Today's best search phrase: "M how far would you have gotten if I hadn't called you back 3." I'm sure there's a great story behind that and all, but I have to say that I'm glad they went with "MP3" instead. Much catchier.
posted by M. Giant 8:21 PM 6 comments
These are the best of times and the worst of times. You're really not out of the woods until M.Tiny is about 4 - just so you know.
Oh, good Lord. I remember when the Little Prince was still at that stage.

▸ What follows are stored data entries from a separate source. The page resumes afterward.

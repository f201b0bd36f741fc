// Copyright (c) 2025 Steve Wagner (ciroque@live.com)
// SPDX-License-Identifier: MIT

use serde::{Deserialize, Serialize};
use serde_json::Value;
use std::collections::{BTreeSet, HashMap};

use crate::errors::ContextError;

/// Shared, mutable key/value state threaded through a pipeline run.
///
/// A deleted key stays deleted until some node explicitly sets it again.
#[derive(Debug, Clone, Default, PartialEq, Serialize, Deserialize)]
#[serde(transparent)]
pub struct Context {
    values: HashMap<String, Value>,
}

impl Context {
    pub fn new() -> Self {
        Self::default()
    }

    pub fn get(&self, key: &str) -> Option<&Value> {
        self.values.get(key)
    }

    /// Sets `key`, returning the previous value if there was one.
    pub fn set(&mut self, key: impl Into<String>, value: impl Into<Value>) -> Option<Value> {
        self.values.insert(key.into(), value.into())
    }

    pub fn delete(&mut self, key: &str) -> Option<Value> {
        self.values.remove(key)
    }

    /// Moves the value under `old` to `new`, replacing anything `new` held.
    pub fn rename(&mut self, old: &str, new: &str) -> Result<(), ContextError> {
        let value = self
            .values
            .remove(old)
            .ok_or_else(|| ContextError::MissingKey(old.to_string()))?;
        self.values.insert(new.to_string(), value);
        Ok(())
    }

    pub fn contains_key(&self, key: &str) -> bool {
        self.values.contains_key(key)
    }

    pub fn keys(&self) -> BTreeSet<String> {
        self.values.keys().cloned().collect()
    }

    pub fn len(&self) -> usize {
        self.values.len()
    }

    pub fn is_empty(&self) -> bool {
        self.values.is_empty()
    }

    pub fn iter(&self) -> impl Iterator<Item = (&String, &Value)> {
        self.values.iter()
    }
}

impl<K: Into<String>, V: Into<Value>> FromIterator<(K, V)> for Context {
    fn from_iter<I: IntoIterator<Item = (K, V)>>(iter: I) -> Self {
        Self {
            values: iter
                .into_iter()
                .map(|(k, v)| (k.into(), v.into()))
                .collect(),
        }
    }
}

impl IntoIterator for Context {
    type Item = (String, Value);
    type IntoIter = std::collections::hash_map::IntoIter<String, Value>;

    fn into_iter(self) -> Self::IntoIter {
        self.values.into_iter()
    }
}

My gf has three nephews, aged 4, 2 and seven months, so by default, I have three nephews as well. We've all been lamenting the fact that, with the seven-month-old, "the fun is almost over." He's wiggly when you hold him, he rolls around on the floor, and you can tell it's just a matter of time before putting him on the floor and looking at the computer screen for more than 5 minutes will result in a panicked flight-of-the-bumblebee routine through the house trying to locate him.
I too have experienced the stuggle with crib construction--and that was WITH directions.
PICTURES! We want pictures! You can't tease us like that and not provide photographic proof.
You're not fooling me, M. Giant! M. Tiny's ALWAYS gotten what he wanted from you and Trash.